Return the count of lines in the following records that include "OrderMemoryImage", and nothing more.

Stored data:
=== Begin Enclosure ===

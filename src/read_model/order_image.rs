// ============================================================================
// Order Memory Image
// Per-order and per-trader view built from order updates and trades
// ============================================================================

use crate::domain::{
    CurrencyPair, OrderId, OrderSnapshot, OrderStatus, OrderType, Side, Trade, TradeId, TraderId,
};
use crate::interfaces::{EventSubscriber, OutputEvent, SequencedEvent, SubscriberError};
use crate::numeric::{NumericError, NumericResult, Price, Volume};
use chrono::{DateTime, Utc};
use parking_lot::RwLock;
use rust_decimal::Decimal;
use serde::{Deserialize, Serialize};
use std::collections::HashMap;
use std::sync::Arc;

/// Read-side view of one order
#[derive(Debug, Clone, PartialEq, Eq, Serialize, Deserialize)]
pub struct OrderRepresentation {
    pub order_id: OrderId,
    pub order_type: OrderType,
    pub side: Side,
    pub price: Price,
    pub volume: Volume,
    pub volume_executed: Volume,
    pub open_quantity: Volume,
    pub status: OrderStatus,
    pub trader_id: TraderId,
    pub currency_pair: CurrencyPair,
    pub created_at: DateTime<Utc>,
    pub closed_at: Option<DateTime<Utc>>,
    /// Volume-weighted execution price; zero until the first trade
    pub average_price: Decimal,
    pub trade_ids: Vec<TradeId>,
}

impl OrderRepresentation {
    fn from_snapshot(order: &OrderSnapshot) -> Self {
        Self {
            order_id: order.order_id.clone(),
            order_type: order.order_type,
            side: order.side,
            price: order.price,
            volume: order.volume,
            volume_executed: order.volume_executed,
            open_quantity: order.open_quantity,
            status: order.status,
            trader_id: order.trader_id.clone(),
            currency_pair: order.currency_pair.clone(),
            created_at: order.created_at,
            closed_at: order.closed_at,
            average_price: Decimal::ZERO,
            trade_ids: Vec::new(),
        }
    }

    fn update(&mut self, order: &OrderSnapshot) {
        self.volume_executed = order.volume_executed;
        self.open_quantity = order.open_quantity;
        self.status = order.status;
        self.closed_at = order.closed_at;
    }

    pub fn is_open(&self) -> bool {
        !self.status.is_terminal()
    }
}

/// One trade as seen by one of its two traders
#[derive(Debug, Clone, PartialEq, Eq, Serialize, Deserialize)]
pub struct TradeRepresentation {
    pub trade_id: TradeId,
    pub order_id: OrderId,
    pub currency_pair: CurrencyPair,
    /// The trader's own side
    pub side: Side,
    pub price: Price,
    pub volume: Volume,
    pub execution_time: DateTime<Utc>,
}

#[derive(Debug, Default)]
struct OrderImageState {
    orders: HashMap<OrderId, OrderRepresentation>,
    /// Executed notional per order, for the average price
    notional: HashMap<OrderId, Decimal>,
    /// Order ids per trader, in first-seen order
    by_trader: HashMap<TraderId, Vec<OrderId>>,
    trades: HashMap<TraderId, Vec<TradeRepresentation>>,
}

impl OrderImageState {
    fn upsert(&mut self, order: &OrderSnapshot) -> &mut OrderRepresentation {
        if !self.orders.contains_key(&order.order_id) {
            self.by_trader
                .entry(order.trader_id.clone())
                .or_default()
                .push(order.order_id.clone());
        }

        let representation = self
            .orders
            .entry(order.order_id.clone())
            .or_insert_with(|| OrderRepresentation::from_snapshot(order));
        representation.update(order);
        representation
    }

    fn apply_trade(&mut self, trade: &Trade) {
        for order in [&trade.buy_order, &trade.sell_order] {
            let total = self.add_notional(&order.order_id, trade);

            let representation = self.upsert(order);
            representation.trade_ids.push(trade.trade_id.clone());
            let executed = representation.volume_executed.value();
            let average = total.and_then(|total| {
                if executed.is_zero() {
                    Ok(representation.average_price)
                } else {
                    total.checked_div(executed).ok_or(NumericError::Overflow)
                }
            });
            match average {
                Ok(average) => representation.average_price = average,
                Err(error) => tracing::warn!(
                    trade_id = %trade.trade_id,
                    order_id = %order.order_id,
                    %error,
                    "Average price not updated"
                ),
            }

            self.trades
                .entry(order.trader_id.clone())
                .or_default()
                .push(TradeRepresentation {
                    trade_id: trade.trade_id.clone(),
                    order_id: order.order_id.clone(),
                    currency_pair: trade.currency_pair.clone(),
                    side: order.side,
                    price: trade.execution_price,
                    volume: trade.executed_volume,
                    execution_time: trade.execution_time,
                });
        }
    }

    /// Executed notional of an order including `trade`; unchanged on overflow
    fn add_notional(&mut self, order_id: &OrderId, trade: &Trade) -> NumericResult<Decimal> {
        let current = self.notional.get(order_id).copied().unwrap_or_default();
        let total = current
            .checked_add(trade.notional_value()?)
            .ok_or(NumericError::Overflow)?;
        self.notional.insert(order_id.clone(), total);
        Ok(total)
    }

    fn orders_of(&self, trader_id: &TraderId, open: bool) -> Vec<OrderRepresentation> {
        self.by_trader
            .get(trader_id)
            .into_iter()
            .flatten()
            .filter_map(|id| self.orders.get(id))
            .filter(|order| order.is_open() == open)
            .cloned()
            .collect()
    }
}

/// Orders and trades of every trader.
///
/// Clones share state.
#[derive(Debug, Clone, Default)]
pub struct OrderMemoryImage {
    state: Arc<RwLock<OrderImageState>>,
}

impl OrderMemoryImage {
    pub fn new() -> Self {
        Self::default()
    }

    pub fn order(&self, order_id: &OrderId) -> Option<OrderRepresentation> {
        self.state.read().orders.get(order_id).cloned()
    }

    /// Orders still in the book, oldest first
    pub fn open_orders(&self, trader_id: &TraderId) -> Vec<OrderRepresentation> {
        self.state.read().orders_of(trader_id, true)
    }

    /// Filled and cancelled orders, oldest first
    pub fn closed_orders(&self, trader_id: &TraderId) -> Vec<OrderRepresentation> {
        self.state.read().orders_of(trader_id, false)
    }

    pub fn trades(&self, trader_id: &TraderId) -> Vec<TradeRepresentation> {
        self.state
            .read()
            .trades
            .get(trader_id)
            .cloned()
            .unwrap_or_default()
    }

    pub fn order_count(&self) -> usize {
        self.state.read().orders.len()
    }

    pub fn apply(&self, event: &OutputEvent) {
        match event {
            OutputEvent::OrderUpdated(order) => {
                self.state.write().upsert(order);
            }
            OutputEvent::Trade(trade) => self.state.write().apply_trade(trade),
            OutputEvent::Depth(_) | OutputEvent::Bbo(_) | OutputEvent::LimitOrderBook(_) => {}
        }
    }
}

impl EventSubscriber for OrderMemoryImage {
    fn name(&self) -> &str {
        "order-image"
    }

    fn on_event(&mut self, event: &SequencedEvent) -> Result<(), SubscriberError> {
        self.apply(&event.event);
        Ok(())
    }
}

#[cfg(test)]
mod tests {
    use super::*;
    use crate::domain::ExchangeConfig;
    use crate::engine::Exchange;
    use crate::interfaces::CollectingEventHandler;
    use crate::pipeline::{CancelOrder, PlaceOrder};
    use rust_decimal_macros::dec;

    fn run(commands: Vec<crate::pipeline::Command>) -> OrderMemoryImage {
        let events = Arc::new(CollectingEventHandler::new());
        let mut exchange = Exchange::new(&ExchangeConfig::coin_exchange(), events.clone()).unwrap();
        for command in commands {
            exchange.execute(command).unwrap();
        }

        let image = OrderMemoryImage::new();
        for event in events.drain() {
            image.apply(&event);
        }
        image
    }

    fn limit(id: &str, trader: &str, side: Side, price: i64, volume: i64) -> crate::pipeline::Command {
        PlaceOrder::limit(
            id,
            trader,
            "BTCUSD",
            side,
            Price::from_integer(price).unwrap(),
            Volume::from_integer(volume).unwrap(),
        )
        .into()
    }

    #[test]
    fn test_open_and_closed_orders() {
        let image = run(vec![
            limit("1", "alice", Side::Buy, 10, 5),
            limit("2", "alice", Side::Buy, 9, 5),
            CancelOrder::new("2", "alice", "BTCUSD").into(),
            limit("3", "bob", Side::Sell, 10, 5),
        ]);

        let alice: TraderId = "alice".into();
        assert!(image.open_orders(&alice).is_empty());
        let closed = image.closed_orders(&alice);
        assert_eq!(closed.len(), 2);
        assert_eq!(closed[0].status, OrderStatus::Filled);
        assert_eq!(closed[1].status, OrderStatus::Cancelled);
        assert!(closed[1].closed_at.is_some());
    }

    #[test]
    fn test_average_price_across_trades() {
        let image = run(vec![
            limit("1", "alice", Side::Sell, 10, 2),
            limit("2", "alice", Side::Sell, 13, 2),
            limit("3", "bob", Side::Buy, 13, 3),
        ]);

        let taker = image.order(&"3".into()).unwrap();
        assert_eq!(taker.status, OrderStatus::Filled);
        assert_eq!(taker.trade_ids.len(), 2);
        // (2 * 10 + 1 * 13) / 3
        assert_eq!(taker.average_price, dec!(33) / dec!(3));

        let maker = image.order(&"2".into()).unwrap();
        assert_eq!(maker.status, OrderStatus::PartiallyFilled);
        assert_eq!(maker.average_price, dec!(13));
        assert_eq!(image.open_orders(&"alice".into()).len(), 1);
    }

    #[test]
    fn test_trades_per_trader() {
        let image = run(vec![
            limit("1", "alice", Side::Sell, 10, 2),
            limit("2", "bob", Side::Buy, 10, 2),
        ]);

        let alice = image.trades(&"alice".into());
        let bob = image.trades(&"bob".into());
        assert_eq!(alice.len(), 1);
        assert_eq!(bob.len(), 1);
        assert_eq!(alice[0].trade_id, bob[0].trade_id);
        assert_eq!(alice[0].side, Side::Sell);
        assert_eq!(bob[0].side, Side::Buy);
        assert!(image.trades(&"carol".into()).is_empty());
    }

    #[test]
    fn test_notional_overflow_keeps_last_average() {
        let huge = Price::new(Decimal::from_i128_with_scale(5 * 10i128.pow(28), 0)).unwrap();
        let place = |id: &str, trader: &str, side: Side, volume: i64| -> crate::pipeline::Command {
            PlaceOrder::limit(id, trader, "BTCUSD", side, huge, Volume::from_integer(volume).unwrap()).into()
        };
        let image = run(vec![
            place("1", "alice", Side::Sell, 2),
            place("2", "bob", Side::Buy, 1),
            place("3", "bob", Side::Buy, 1),
        ]);

        let maker = image.order(&"1".into()).unwrap();
        assert_eq!(maker.status, OrderStatus::Filled);
        assert_eq!(maker.trade_ids.len(), 2);
        assert_eq!(maker.average_price, huge.value());

        // Each taker saw a single trade that fits
        assert_eq!(image.order(&"3".into()).unwrap().average_price, huge.value());
        assert_eq!(image.trades(&"alice".into()).len(), 2);
    }
}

=== End Enclosure ===

Finished task:
5